**Work to complete**
Please copy each line of the records below that includes the word "seconds".

**Data for this task**

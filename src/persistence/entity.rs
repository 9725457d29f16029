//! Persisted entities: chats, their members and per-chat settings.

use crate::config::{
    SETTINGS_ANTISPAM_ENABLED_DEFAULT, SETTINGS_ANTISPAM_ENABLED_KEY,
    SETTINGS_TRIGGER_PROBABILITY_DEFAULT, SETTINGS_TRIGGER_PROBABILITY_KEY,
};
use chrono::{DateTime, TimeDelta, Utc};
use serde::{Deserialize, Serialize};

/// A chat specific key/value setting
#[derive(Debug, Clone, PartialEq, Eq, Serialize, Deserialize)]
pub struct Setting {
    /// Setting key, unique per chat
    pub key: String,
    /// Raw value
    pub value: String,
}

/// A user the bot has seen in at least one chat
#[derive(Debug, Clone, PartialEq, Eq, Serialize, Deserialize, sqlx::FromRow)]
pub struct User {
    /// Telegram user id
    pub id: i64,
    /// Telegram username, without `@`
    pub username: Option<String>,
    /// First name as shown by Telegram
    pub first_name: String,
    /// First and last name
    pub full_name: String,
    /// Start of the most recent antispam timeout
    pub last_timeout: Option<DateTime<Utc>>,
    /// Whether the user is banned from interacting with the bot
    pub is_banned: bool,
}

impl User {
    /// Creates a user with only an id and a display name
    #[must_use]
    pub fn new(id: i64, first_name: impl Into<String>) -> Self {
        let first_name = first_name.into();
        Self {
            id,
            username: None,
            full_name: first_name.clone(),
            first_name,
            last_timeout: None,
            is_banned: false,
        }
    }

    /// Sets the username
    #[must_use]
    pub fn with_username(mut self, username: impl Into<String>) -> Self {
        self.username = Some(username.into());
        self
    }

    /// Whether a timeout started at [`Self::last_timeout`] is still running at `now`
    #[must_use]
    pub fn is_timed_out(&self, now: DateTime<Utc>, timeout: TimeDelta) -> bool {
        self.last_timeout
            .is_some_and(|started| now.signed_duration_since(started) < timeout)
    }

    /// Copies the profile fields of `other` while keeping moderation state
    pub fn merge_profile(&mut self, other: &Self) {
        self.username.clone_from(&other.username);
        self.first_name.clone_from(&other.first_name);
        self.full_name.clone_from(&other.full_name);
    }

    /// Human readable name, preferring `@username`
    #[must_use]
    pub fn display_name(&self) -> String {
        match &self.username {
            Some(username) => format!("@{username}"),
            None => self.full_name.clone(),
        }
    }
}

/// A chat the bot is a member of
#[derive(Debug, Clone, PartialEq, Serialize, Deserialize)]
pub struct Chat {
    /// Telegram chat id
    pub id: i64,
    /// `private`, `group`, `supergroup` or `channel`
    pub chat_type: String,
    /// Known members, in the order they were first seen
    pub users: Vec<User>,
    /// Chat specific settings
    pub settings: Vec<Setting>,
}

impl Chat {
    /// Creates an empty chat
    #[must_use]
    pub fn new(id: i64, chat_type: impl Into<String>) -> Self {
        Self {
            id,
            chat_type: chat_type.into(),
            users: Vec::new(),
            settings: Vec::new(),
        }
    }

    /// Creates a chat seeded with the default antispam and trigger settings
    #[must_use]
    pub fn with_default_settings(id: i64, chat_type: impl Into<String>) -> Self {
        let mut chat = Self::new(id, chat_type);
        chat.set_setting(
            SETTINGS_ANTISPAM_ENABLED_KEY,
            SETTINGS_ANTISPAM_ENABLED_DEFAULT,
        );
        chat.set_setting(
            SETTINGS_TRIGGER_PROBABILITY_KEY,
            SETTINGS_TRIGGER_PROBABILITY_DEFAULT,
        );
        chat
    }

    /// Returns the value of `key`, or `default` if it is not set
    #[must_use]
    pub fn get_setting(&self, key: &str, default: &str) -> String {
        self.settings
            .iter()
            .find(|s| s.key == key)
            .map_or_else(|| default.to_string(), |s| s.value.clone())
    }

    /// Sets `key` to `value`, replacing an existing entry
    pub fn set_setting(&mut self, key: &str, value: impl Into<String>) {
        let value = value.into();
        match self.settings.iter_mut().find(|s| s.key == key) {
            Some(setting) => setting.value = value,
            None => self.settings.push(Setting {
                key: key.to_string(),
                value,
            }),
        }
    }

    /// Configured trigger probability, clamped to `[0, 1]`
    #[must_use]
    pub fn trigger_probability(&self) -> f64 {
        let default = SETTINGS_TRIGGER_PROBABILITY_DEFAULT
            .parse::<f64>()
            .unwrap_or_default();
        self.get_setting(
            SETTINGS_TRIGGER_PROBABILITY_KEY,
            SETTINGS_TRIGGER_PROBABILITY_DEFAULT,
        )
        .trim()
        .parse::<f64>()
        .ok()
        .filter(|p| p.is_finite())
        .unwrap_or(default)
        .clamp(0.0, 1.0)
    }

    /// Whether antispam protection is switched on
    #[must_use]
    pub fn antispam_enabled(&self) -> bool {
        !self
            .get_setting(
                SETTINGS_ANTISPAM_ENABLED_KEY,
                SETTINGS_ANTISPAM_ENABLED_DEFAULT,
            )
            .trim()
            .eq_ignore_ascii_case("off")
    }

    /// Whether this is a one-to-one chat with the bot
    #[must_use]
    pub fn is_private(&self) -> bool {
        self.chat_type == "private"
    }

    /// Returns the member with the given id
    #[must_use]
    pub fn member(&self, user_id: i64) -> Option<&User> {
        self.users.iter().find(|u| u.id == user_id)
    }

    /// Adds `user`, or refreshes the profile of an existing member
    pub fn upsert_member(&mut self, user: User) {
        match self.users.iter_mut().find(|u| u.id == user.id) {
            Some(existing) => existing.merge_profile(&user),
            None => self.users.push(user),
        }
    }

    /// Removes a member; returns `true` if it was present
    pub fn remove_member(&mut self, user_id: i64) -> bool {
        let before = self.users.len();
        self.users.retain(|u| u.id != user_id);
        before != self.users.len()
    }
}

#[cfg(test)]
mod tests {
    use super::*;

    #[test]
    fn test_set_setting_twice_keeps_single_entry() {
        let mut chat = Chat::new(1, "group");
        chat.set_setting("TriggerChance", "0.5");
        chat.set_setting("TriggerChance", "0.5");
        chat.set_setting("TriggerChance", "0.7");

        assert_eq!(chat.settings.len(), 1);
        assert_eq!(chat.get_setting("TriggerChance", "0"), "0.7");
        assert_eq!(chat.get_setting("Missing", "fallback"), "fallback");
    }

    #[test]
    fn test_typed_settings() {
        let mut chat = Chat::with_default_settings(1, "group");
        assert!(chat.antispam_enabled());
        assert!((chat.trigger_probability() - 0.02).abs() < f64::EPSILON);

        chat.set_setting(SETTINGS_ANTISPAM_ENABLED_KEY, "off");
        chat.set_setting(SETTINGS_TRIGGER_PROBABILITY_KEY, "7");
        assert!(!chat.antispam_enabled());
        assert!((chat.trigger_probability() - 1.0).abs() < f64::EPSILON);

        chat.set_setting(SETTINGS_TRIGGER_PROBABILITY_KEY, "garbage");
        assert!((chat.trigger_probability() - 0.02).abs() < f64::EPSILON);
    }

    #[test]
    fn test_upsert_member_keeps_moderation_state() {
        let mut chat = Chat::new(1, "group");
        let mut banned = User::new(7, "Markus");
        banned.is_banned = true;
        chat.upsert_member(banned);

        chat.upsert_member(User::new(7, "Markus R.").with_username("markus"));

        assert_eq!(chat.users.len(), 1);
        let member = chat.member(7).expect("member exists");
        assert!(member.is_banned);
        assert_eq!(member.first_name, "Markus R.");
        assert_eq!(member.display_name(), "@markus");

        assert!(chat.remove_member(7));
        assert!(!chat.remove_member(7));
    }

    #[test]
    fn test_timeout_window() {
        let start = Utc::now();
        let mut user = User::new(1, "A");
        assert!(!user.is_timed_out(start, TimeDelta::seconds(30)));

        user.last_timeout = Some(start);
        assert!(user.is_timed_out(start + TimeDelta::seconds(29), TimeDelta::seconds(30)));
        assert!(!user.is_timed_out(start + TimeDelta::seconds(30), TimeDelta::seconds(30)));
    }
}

**Output for this exercise**
        assert!(!user.is_timed_out(start, TimeDelta::seconds(30)));
        assert!(user.is_timed_out(start + TimeDelta::seconds(29), TimeDelta::seconds(30)));
        assert!(!user.is_timed_out(start + TimeDelta::seconds(30), TimeDelta::seconds(30)));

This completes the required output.